[[ SOURCE DATA open ]]

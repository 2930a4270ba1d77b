//! Category summaries derived from the catalog.

use serde::{Deserialize, Serialize};

use super::product::Product;

/// A category present in the catalog, with the number of products in it.
#[derive(Debug, Clone, PartialEq, Eq, Serialize, Deserialize)]
pub struct Category {
    pub name: String,
    pub slug: String,
    pub count: usize,
}

impl Category {
    /// Create a category summary, deriving the slug from the name.
    #[must_use]
    pub fn new(name: &str, count: usize) -> Self {
        Self {
            name: name.to_owned(),
            slug: slugify(name),
            count,
        }
    }

    /// Distinct categories across `products`, in first-seen order.
    ///
    /// Products are grouped by [`category_key`], the same rule the category
    /// filter matches with, so each count equals the number of products that
    /// filtering by that name returns. The first spelling seen is reported.
    #[must_use]
    pub fn tally<'a>(products: impl IntoIterator<Item = &'a Product>) -> Vec<Self> {
        let mut categories: Vec<(String, Self)> = Vec::new();
        for product in products {
            let name = product.category.trim();
            if name.is_empty() {
                continue;
            }
            let key = category_key(name);
            match categories.iter_mut().find(|(k, _)| *k == key) {
                Some((_, existing)) => existing.count += 1,
                None => categories.push((key, Self::new(name, 1))),
            }
        }
        categories.into_iter().map(|(_, category)| category).collect()
    }
}

/// The identity of a category name: trimmed and lowercased.
///
/// Two names with the same key are the same category. Slugs are coarser
/// ("Home & Garden" and "Home Garden" share one) and are display-only.
#[must_use]
pub fn category_key(name: &str) -> String {
    name.trim().to_lowercase()
}

/// Lowercase a name and join its alphanumeric runs with single hyphens.
///
/// ```
/// use shopflow_core::slugify;
///
/// assert_eq!(slugify("Home & Garden"), "home-garden");
/// assert_eq!(slugify("  Electronics "), "electronics");
/// ```
#[must_use]
pub fn slugify(name: &str) -> String {
    name.split(|c: char| !c.is_alphanumeric())
        .filter(|part| !part.is_empty())
        .map(str::to_lowercase)
        .collect::<Vec<_>>()
        .join("-")
}
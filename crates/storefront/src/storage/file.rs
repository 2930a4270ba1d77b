//! File-backed key-value store.

use std::io::ErrorKind;
use std::path::{Path, PathBuf};

use async_trait::async_trait;
use tracing::{debug, instrument};

use super::{KeyValueStore, StorageError, validate_key};

/// Stores each key as `<dir>/<key>.json`.
///
/// Writes go to a temporary file first and are renamed into place, so a
/// crash mid-write leaves the previous value intact.
#[derive(Debug, Clone)]
pub struct FileStore {
    dir: PathBuf,
}

impl FileStore {
    /// Create a store rooted at `dir`. The directory is created on first write.
    #[must_use]
    pub fn new(dir: impl Into<PathBuf>) -> Self {
        Self { dir: dir.into() }
    }

    /// The directory holding the stored files.
    #[must_use]
    pub fn dir(&self) -> &Path {
        &self.dir
    }

    fn path_for(&self, key: &str) -> PathBuf {
        self.dir.join(format!("{key}.json"))
    }
}

fn io_error(key: &str, source: std::io::Error) -> StorageError {
    StorageError::Io {
        key: key.to_owned(),
        source,
    }
}

#[async_trait]
impl KeyValueStore for FileStore {
    #[instrument(skip(self), fields(dir = %self.dir.display()))]
    async fn read(&self, key: &str) -> Result<Option<Vec<u8>>, StorageError> {
        validate_key(key)?;
        match tokio::fs::read(self.path_for(key)).await {
            Ok(bytes) => Ok(Some(bytes)),
            Err(e) if e.kind() == ErrorKind::NotFound => Ok(None),
            Err(e) => Err(io_error(key, e)),
        }
    }

    #[instrument(skip(self, value), fields(dir = %self.dir.display(), bytes = value.len()))]
    async fn write(&self, key: &str, value: &[u8]) -> Result<(), StorageError> {
        validate_key(key)?;
        tokio::fs::create_dir_all(&self.dir)
            .await
            .map_err(|e| io_error(key, e))?;

        let path = self.path_for(key);
        let tmp = self.dir.join(format!("{key}.json.tmp"));
        tokio::fs::write(&tmp, value)
            .await
            .map_err(|e| io_error(key, e))?;
        tokio::fs::rename(&tmp, &path)
            .await
            .map_err(|e| io_error(key, e))?;

        debug!("Wrote {}", path.display());
        Ok(())
    }

    #[instrument(skip(self), fields(dir = %self.dir.display()))]
    async fn delete(&self, key: &str) -> Result<(), StorageError> {
        validate_key(key)?;
        match tokio::fs::remove_file(self.path_for(key)).await {
            Ok(()) => Ok(()),
            Err(e) if e.kind() == ErrorKind::NotFound => Ok(()),
            Err(e) => Err(io_error(key, e)),
        }
    }
}
//! Key-value persistence for the local (mock) backend.
//!
//! The cart is persisted as one serialized blob under a fixed key, the same
//! way a browser keeps it in local storage. Two stores are provided:
//!
//! - [`MemoryStore`] - process memory, used by tests and the demo server
//! - [`FileStore`] - one file per key inside a data directory

mod file;
mod memory;

pub use file::FileStore;
pub use memory::MemoryStore;

use async_trait::async_trait;
use thiserror::Error;

/// Errors raised by a key-value store.
#[derive(Debug, Error)]
pub enum StorageError {
    /// Filesystem operation failed.
    #[error("I/O error for key {key}: {source}")]
    Io {
        key: String,
        #[source]
        source: std::io::Error,
    },

    /// Key contains characters the store cannot address.
    #[error("invalid storage key: {0}")]
    InvalidKey(String),

    /// The store refused the operation.
    #[error("storage unavailable: {0}")]
    Unavailable(String),
}

/// A byte-oriented key-value store.
#[async_trait]
pub trait KeyValueStore: Send + Sync {
    /// Read the value stored under `key`, or `None` if nothing is stored.
    async fn read(&self, key: &str) -> Result<Option<Vec<u8>>, StorageError>;

    /// Store `value` under `key`, replacing any previous value.
    async fn write(&self, key: &str, value: &[u8]) -> Result<(), StorageError>;

    /// Remove `key`. Removing a missing key is not an error.
    async fn delete(&self, key: &str) -> Result<(), StorageError>;
}

/// Check that a key is safe to use as a file name.
pub(crate) fn validate_key(key: &str) -> Result<(), StorageError> {
    let valid = !key.is_empty()
        && key
            .chars()
            .all(|c| c.is_ascii_alphanumeric() || matches!(c, '_' | '-' | '.'))
        && !key.starts_with('.');
    if valid {
        Ok(())
    } else {
        Err(StorageError::InvalidKey(key.to_owned()))
    }
}

#[cfg(test)]
mod tests {
    use super::*;

    #[test]
    fn test_validate_key() {
        assert!(validate_key("shopflow_cart").is_ok());
        assert!(validate_key("cart-v2.json").is_ok());
        assert!(matches!(validate_key(""), Err(StorageError::InvalidKey(_))));
        assert!(validate_key("../etc/passwd").is_err());
        assert!(validate_key(".hidden").is_err());
        assert!(validate_key("a/b").is_err());
    }
}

[[ SOURCE DATA closed ]]

WHAT YOU ARE ASKED TO DO: Set down, exactly as written, each line of the data from its opening line through the one containing "pub struct Category". Output nothing more.

ANSWER SECTION:
repository 2930a4270ba1d77b
//! Category summaries derived from the catalog.

use serde::{Deserialize, Serialize};

use super::product::Product;

/// A category present in the catalog, with the number of products in it.
#[derive(Debug, Clone, PartialEq, Eq, Serialize, Deserialize)]
pub struct Category {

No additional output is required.